Who Can Be Sued Under a Claim for Medical Negligence
Generally, the healthcare professional whose actions or omissions breached their duty of care and caused harm to a patient is the appropriate party to be sued in a medical negligence claim. However, there is an important exception under the legal principle of vicarious liability. Vicarious liability arises where a healthcare professional commits the negligent act while acting in the course of their employment or under the authority of another entity typically a healthcare facility.
In practice, this means that a patient who suffers harm due to medical negligence may sue both the individual healthcare professional responsible for the negligence and the healthcare facility where the negligent act occurred.

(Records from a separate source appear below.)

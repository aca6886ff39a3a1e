//! rustomo-core: Hierarchy walker and virtual layout engine for tomography scans.
//!
//! This crate turns the group/array hierarchy of a multi-file scan into a
//! single exchange layout whose arrays are composed, without copying, from
//! slabs of the physical source files.
//!
//! # Pipeline
//!
//! 1. [`walk`] visits the [`SourceTree`] depth-first, classifying `image`
//!    arrays by their scan title and collecting [`AcquisitionParams`].
//! 2. [`LayoutBuilder`] resolves the physical sources of each [`ScanRecord`]
//!    into a [`LogicalArrayDescriptor`].
//! 3. [`Converter`] assigns target keys, writes descriptors through a
//!    [`TargetWriter`] and finally generates the angle sequence.
//!

pub mod angles;
pub mod classify;
pub mod compose;
pub mod config;
pub mod error;
pub mod layout;
pub mod params;
pub mod report;
pub mod tree;
pub mod walker;

pub use angles::{angle_sequence, theta_from_params};
pub use classify::{classify, classify_label, Classification, LabelMatches};
pub use compose::{
    convert, persist, Converter, DenseArray, KeyAssigner, TargetKey, TargetLayout, TargetWriter,
    EXCHANGE_GROUP, TARGET_GROUPS,
};
pub use config::{ConversionConfig, ParameterName};
pub use error::{Error, Result};
pub use layout::{
    AssumePresent, LayoutBuilder, LogicalArrayDescriptor, MemoryCatalog, PhysicalSource,
    SourceCatalog, SourceSlab, SourceStatus, StitchPolicy,
};
pub use params::{AcquisitionParams, ParamAnomaly, ParamField, RejectedParam};
pub use report::{ConversionReport, PlacedArray, SkipReason, SkippedRecord};
pub use tree::{ArrayNode, ElementType, NodeId, NodeKind, SourceTree, Value, VirtualSource};
pub use walker::{walk, ScanRecord, WalkOutcome};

Time Limit for Bringing an Action in Medical Negligence
In Ghana, a patient or claimant seeking to pursue a claim for medical negligence must do so within three years from the date the incident giving rise to the alleged negligence occurred.
This limitation period is provided under Section 3(1) of the Limitation Act, 1972 (N.R.C.D. 54), which states, "A person shall not bring an action claiming damages for negligence, nuisance or breach of duty, irrespective of how the duty exists, where the damages claimed by the plaintiff for negligence, nuisance or breach of duty consist of or include damages in respect of personal injuries to a person, after the expiration of three years from the date on which the cause of action accrued."
Challenges Associated with Medical Negligence Litigation in Ghana
Inadequate Compensation
Assessing the appropriate quantum of damages in medical negligence claims particularly non-pecuniary damages for injuries such as loss of life, impairment of health, or diminished quality of life poses a significant challenge. As noted in Teno v Arnold [1978] 2 S.C.R. 332, "there remains the assessment of the quantum of non-pecuniary damages. These damages are spoken of as compensation for pain and suffering, loss of amenities of life, loss of expectation of life, a grant of largely subjective consideration, the very naming of which indicates the impossibility of precise assessment. The real difficulty is that an award of non-pecuniary damages cannot be compensation. There is simply no equation between paralyzed limbs or injured brain and dollars. The award is not reparative; there can be no restoration of the lost function".
Expert Evidence
Medical negligence cases typically involve complex and highly technical medical issues that judges, given their legal rather than medical training, may struggle to fully comprehend. Medical experts provide insights into standard medical practices and help the court understand intricate medical matters. A further challenge arises from the reluctance of healthcare professionals to testify against their colleagues in malpractice cases.
Conclusion.
Medical negligence in Ghana continues to pose significant legal and ethical challenges, largely because there is no dedicated legislation governing this area of law. While some believe that initiating a medical negligence case may discourage health practitioners from treating patients or suggest that the courts are teaching doctors how to practice medicine, others argue that such prosecutions are necessary to ensure accountability and professionalism. In my opinion, holding healthcare practitioners legally responsible for negligence is essential, especially given the rising number of medical negligence cases in Ghana. It will promote higher standards of care and restore public confidence in the healthcare system.
The content of this article is intended to provide a general guide to the subject matter. Specialist advice should be sought about your specific circumstances.